**SUPPLIED RECORDS**
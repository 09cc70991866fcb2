//! Streaming ZIP assembly
//!
//! Builds the archive on a blocking thread and hands finished byte ranges to
//! the HTTP response through a bounded channel, so the full archive is never
//! buffered in memory. The ZIP writer needs `Write + Seek`; the sink below
//! keeps only the not-yet-final tail of the stream in memory and flushes
//! everything before a backward seek target, since the writer only seeks
//! back to patch an entry's local header once all earlier bytes are final.

use std::io::{self, Seek, SeekFrom, Write};
use std::path::Path;

use avifpress_core::SessionArtifact;
use bytes::Bytes;
use futures::Stream;
use tokio::sync::mpsc;
use zip::write::{FileOptions, ZipWriter};
use zip::CompressionMethod;

const COMPRESSION_LEVEL: i32 = 9;
const CHUNK_SIZE: usize = 64 * 1024;

/// Timestamped download name for a session archive.
pub fn archive_filename(now: chrono::DateTime<chrono::Utc>) -> String {
    format!("converted-images-{}.zip", now.format("%Y%m%d-%H%M%S"))
}

/// Assemble a ZIP of the given artifacts as a byte stream. Assembly starts
/// immediately on a blocking thread; dropping the stream aborts it.
pub fn stream_zip(
    artifacts: Vec<SessionArtifact>,
) -> impl Stream<Item = io::Result<Bytes>> + Send + 'static {
    let (tx, rx) = mpsc::channel::<io::Result<Bytes>>(8);

    tokio::task::spawn_blocking(move || {
        if let Err(e) = write_archive(artifacts, &tx) {
            if e.kind() == io::ErrorKind::BrokenPipe {
                tracing::debug!("Archive consumer disconnected, aborting assembly");
            } else {
                tracing::error!(error = %e, "Archive assembly failed");
                let _ = tx.blocking_send(Err(e));
            }
        }
    });

    futures::stream::unfold(rx, |mut rx| async move {
        rx.recv().await.map(|item| (item, rx))
    })
}

fn write_archive(
    artifacts: Vec<SessionArtifact>,
    tx: &mpsc::Sender<io::Result<Bytes>>,
) -> io::Result<()> {
    let sink = ChannelSink::new(tx.clone());
    let mut zip = ZipWriter::new(sink);
    let options = FileOptions::default()
        .compression_method(CompressionMethod::Deflated)
        .compression_level(Some(COMPRESSION_LEVEL))
        .unix_permissions(0o644);

    for (index, artifact) in artifacts.iter().enumerate() {
        let entry_name =
            sanitize_entry_name(&artifact.filename, &format!("image-{}.avif", index + 1));
        zip.start_file(entry_name, options).map_err(into_io)?;
        zip.write_all(&artifact.bytes)?;
    }

    let sink = zip.finish().map_err(into_io)?;
    sink.finalize()
}

fn into_io(e: zip::result::ZipError) -> io::Error {
    match e {
        zip::result::ZipError::Io(io_err) => io_err,
        other => io::Error::new(io::ErrorKind::Other, other.to_string()),
    }
}

/// Archive entries use the base name only; path components would let one
/// artifact escape the extraction directory.
fn sanitize_entry_name(filename: &str, fallback: &str) -> String {
    Path::new(filename)
        .file_name()
        .and_then(|n| n.to_str())
        .filter(|s| !s.is_empty() && *s != "." && *s != "..")
        .unwrap_or(fallback)
        .to_string()
}

/// `Write + Seek` over a byte channel.
///
/// Invariant: `base <= pos <= base + buf.len()`, where `base` is the stream
/// offset of `buf[0]` and everything before `base` has been sent. A seek
/// before `base` is an error; the ZIP writer never does that.
struct ChannelSink {
    tx: mpsc::Sender<io::Result<Bytes>>,
    buf: Vec<u8>,
    base: u64,
    pos: u64,
}

impl ChannelSink {
    fn new(tx: mpsc::Sender<io::Result<Bytes>>) -> Self {
        Self {
            tx,
            buf: Vec::new(),
            base: 0,
            pos: 0,
        }
    }

    /// Send `buf[..upto]` down the channel and advance `base` accordingly.
    fn flush_prefix(&mut self, upto: usize) -> io::Result<()> {
        let finalized: Vec<u8> = self.buf.drain(..upto).collect();
        self.base += finalized.len() as u64;
        self.send(finalized)
    }

    fn send(&self, data: Vec<u8>) -> io::Result<()> {
        let bytes = Bytes::from(data);
        for chunk in (0..bytes.len()).step_by(CHUNK_SIZE) {
            let end = (chunk + CHUNK_SIZE).min(bytes.len());
            self.tx
                .blocking_send(Ok(bytes.slice(chunk..end)))
                .map_err(|_| {
                    io::Error::new(io::ErrorKind::BrokenPipe, "archive consumer disconnected")
                })?;
        }
        Ok(())
    }

    /// Flush whatever remains after the writer is done.
    fn finalize(mut self) -> io::Result<()> {
        let rest = std::mem::take(&mut self.buf);
        self.send(rest)
    }
}

impl Write for ChannelSink {
    fn write(&mut self, data: &[u8]) -> io::Result<usize> {
        let idx = (self.pos - self.base) as usize;
        let end = idx + data.len();
        if end > self.buf.len() {
            self.buf.resize(end, 0);
        }
        self.buf[idx..end].copy_from_slice(data);
        self.pos += data.len() as u64;
        Ok(data.len())
    }

    fn flush(&mut self) -> io::Result<()> {
        // Bytes in the tail may still be patched; only seeks finalize them.
        Ok(())
    }
}

impl Seek for ChannelSink {
    fn seek(&mut self, from: SeekFrom) -> io::Result<u64> {
        let len = self.buf.len() as u64;
        let target = match from {
            SeekFrom::Start(offset) => offset as i64,
            SeekFrom::End(offset) => (self.base + len) as i64 + offset,
            SeekFrom::Current(offset) => self.pos as i64 + offset,
        };
        if target < 0 || (target as u64) < self.base {
            return Err(io::Error::new(
                io::ErrorKind::InvalidInput,
                "seek before the flushed region",
            ));
        }
        let target = target as u64;

        if target < self.pos {
            // Backward seek: everything before the target is final.
            self.flush_prefix((target - self.base) as usize)?;
        } else if target > self.base + len {
            let grow = (target - self.base) as usize;
            self.buf.resize(grow, 0);
        }
        self.pos = target;
        Ok(self.pos)
    }
}

#[cfg(test)]
mod tests {
    use super::*;
    use chrono::TimeZone;
    use futures::StreamExt;
    use std::io::Read;

    fn artifact(filename: &str, data: Vec<u8>) -> SessionArtifact {
        SessionArtifact {
            filename: filename.to_string(),
            original_name: filename.to_string(),
            bytes: Bytes::from(data),
        }
    }

    async fn collect(artifacts: Vec<SessionArtifact>) -> Vec<u8> {
        let mut stream = Box::pin(stream_zip(artifacts));
        let mut out = Vec::new();
        while let Some(chunk) = stream.next().await {
            out.extend_from_slice(&chunk.unwrap());
        }
        out
    }

    #[tokio::test]
    async fn test_zip_roundtrip() {
        // Large enough to span several chunks and trigger header patching
        let first: Vec<u8> = (0..200_000u32).map(|i| (i % 251) as u8).collect();
        let second = vec![42u8; 1000];

        let data = collect(vec![
            artifact("a.avif", first.clone()),
            artifact("b.avif", second.clone()),
        ])
        .await;

        let mut archive = zip::ZipArchive::new(io::Cursor::new(data)).unwrap();
        assert_eq!(archive.len(), 2);

        let mut extracted = Vec::new();
        archive
            .by_name("a.avif")
            .unwrap()
            .read_to_end(&mut extracted)
            .unwrap();
        assert_eq!(extracted, first);

        extracted.clear();
        archive
            .by_name("b.avif")
            .unwrap()
            .read_to_end(&mut extracted)
            .unwrap();
        assert_eq!(extracted, second);
    }

    #[tokio::test]
    async fn test_entry_names_are_sanitized() {
        let data = collect(vec![artifact("../../escape.avif", vec![1, 2, 3])]).await;

        let archive = zip::ZipArchive::new(io::Cursor::new(data)).unwrap();
        let names: Vec<_> = archive.file_names().collect();
        assert_eq!(names, vec!["escape.avif"]);
    }

    #[tokio::test]
    async fn test_empty_session_yields_empty_archive() {
        let data = collect(Vec::new()).await;
        let archive = zip::ZipArchive::new(io::Cursor::new(data)).unwrap();
        assert_eq!(archive.len(), 0);
    }

    #[tokio::test]
    async fn test_dropping_stream_does_not_panic() {
        let big: Vec<u8> = (0..2_000_000u32).map(|i| (i % 255) as u8).collect();
        let mut stream = Box::pin(stream_zip(vec![artifact("big.avif", big)]));
        let _ = stream.next().await;
        drop(stream);
    }

    #[test]
    fn test_sanitize_entry_name() {
        assert_eq!(sanitize_entry_name("photo.avif", "x"), "photo.avif");
        assert_eq!(sanitize_entry_name("../../etc/passwd", "x"), "passwd");
        assert_eq!(sanitize_entry_name("..", "image-1.avif"), "image-1.avif");
        assert_eq!(sanitize_entry_name("", "image-1.avif"), "image-1.avif");
    }

    #[test]
    fn test_archive_filename_format() {
        let now = chrono::Utc.with_ymd_and_hms(2026, 3, 14, 9, 26, 53).unwrap();
        assert_eq!(archive_filename(now), "converted-images-20260314-092653.zip");
    }
}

**WHAT YOU NEED TO DO**
Beginning with the opening line above, retype the records exactly through the line with "memory and flushes", both ends included.

**TASK RESULT**
repository 09cc70991866fcb2
//! Streaming ZIP assembly
//!
//! Builds the archive on a blocking thread and hands finished byte ranges to
//! the HTTP response through a bounded channel, so the full archive is never
//! buffered in memory. The ZIP writer needs `Write + Seek`; the sink below
//! keeps only the not-yet-final tail of the stream in memory and flushes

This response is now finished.